11.12.2016: Als Dominik aufwachte sass ca. 5 cm vor seinem Gesicht eine Maus (zwischen Innen- und Aussenzelt). Mit viel Rütteln liess sie sich nur widerwillig vertreiben. Zum Glück hatten wir unser Essen nicht im Vorzelt, somit sollte sich auch der Schaden eigentlich im Rahmen halten. Doch die erste Inspektion zeigte, dass das Innenzelt inklusive Stiefis Lieblingsjacke angefressen sind. Der zweite Blick zeigt, dass auch der Rucksack von ihr angefressen ist, genau dort wo die aufgeplatzte Erdnusstüte einen Tag zuvor war.

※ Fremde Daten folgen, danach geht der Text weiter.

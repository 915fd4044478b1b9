//! Socket transport for the live subscription.

use std::pin::Pin;
use std::time::Duration;

use async_trait::async_trait;
use futures_util::{Sink, Stream, StreamExt};
use tokio_tungstenite::tungstenite::{Error as WsError, Message as WsMessage};
use tracing::info;

use lanyard_common::PresenceError;

/// Outbound half of a connection.
pub type FrameSink = Pin<Box<dyn Sink<WsMessage, Error = WsError> + Send>>;
/// Inbound half of a connection.
pub type FrameStream = Pin<Box<dyn Stream<Item = Result<WsMessage, WsError>> + Send>>;

/// Opens full-duplex connections to the presence service.
#[async_trait]
pub trait Connector: Send + Sync {
    async fn connect(&self) -> Result<(FrameSink, FrameStream), PresenceError>;
}

/// `tokio-tungstenite` connector with a connect timeout.
#[derive(Debug, Clone)]
pub struct WsConnector {
    url: String,
    connect_timeout: Duration,
}

impl WsConnector {
    pub fn new(url: impl Into<String>, connect_timeout: Duration) -> Self {
        Self {
            url: url.into(),
            connect_timeout,
        }
    }
}

#[async_trait]
impl Connector for WsConnector {
    async fn connect(&self) -> Result<(FrameSink, FrameStream), PresenceError> {
        info!(url = %self.url, "Connecting to Lanyard socket");

        match tokio::time::timeout(
            self.connect_timeout,
            tokio_tungstenite::connect_async(self.url.as_str()),
        )
        .await
        {
            Ok(Ok((ws_stream, _))) => {
                let (write, read) = ws_stream.split();
                Ok((Box::pin(write), Box::pin(read)))
            }
            Ok(Err(e)) => Err(PresenceError::Connection(format!("connect failed: {e}"))),
            Err(_elapsed) => Err(PresenceError::Connection(format!(
                "connect timed out after {}s",
                self.connect_timeout.as_secs()
            ))),
        }
    }
}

Der Tag hatte also gut angefangen. Nach dem Frühstück, was bereits um 6:00h war, machten wir uns auf den schwierigsten Streckenabschnitt der Tour. Vor uns standen 11h Wanderung nach Plan und 600m hoch und runter, alles bei einer Steigung von um die 45°. Es lief anfangs einigermassen gut und erstaunlicherweise war es nahezu windstill auf dem John Gardner Pass. Typischerweise wird dieses Stück durch die besonders starken Winde sehr schwer passierbar. Doch wir hatten Glück, dachten wir zumindest. Ein paar Stunden später fielen uns die Worte eines Rangers wieder ein: „Wenn es nicht mehr windet, dann regnet es.“ Denn ein paar Stunden später liefen wir durch Regen. Von unserer Mittagspause im Camping El Paso bis zu unserer Ankunft drei Stunden später im Camping Grey regnete es ununterbrochen. Das ganze noch bei 10°C, ihr könnt euch vorstellen wie wir uns fühlten als wir ankamen. Die Info, dass es das heiße Wasser in den Duschen erst drei Stunden später gäbe, machte die Ankunft nicht besser.













Super8 auf dem Pass. This photo is for Eric, thanks for the chocolate bar.


Der Grey Gletscher


















Mittagspause im Camping El Paso






Camping bei um die Null Grad, im Hintergrund sieht man Neuschnee.

Der überfüllte Aufenthaltsraum vom Campingplatz, auch Dampfbad genannt.

Der Aufenthaltsraum der Herberge, auch nicht weniger voll, aber deutlich grösser und mit heisser Schoki.

Fraenzi und Markus waren schon lange vor uns angekommen. Zum Glück gibt es hier ein sehr schönes Refugio, in welchem wir uns bei heisser Schoki aufwärmen konnten.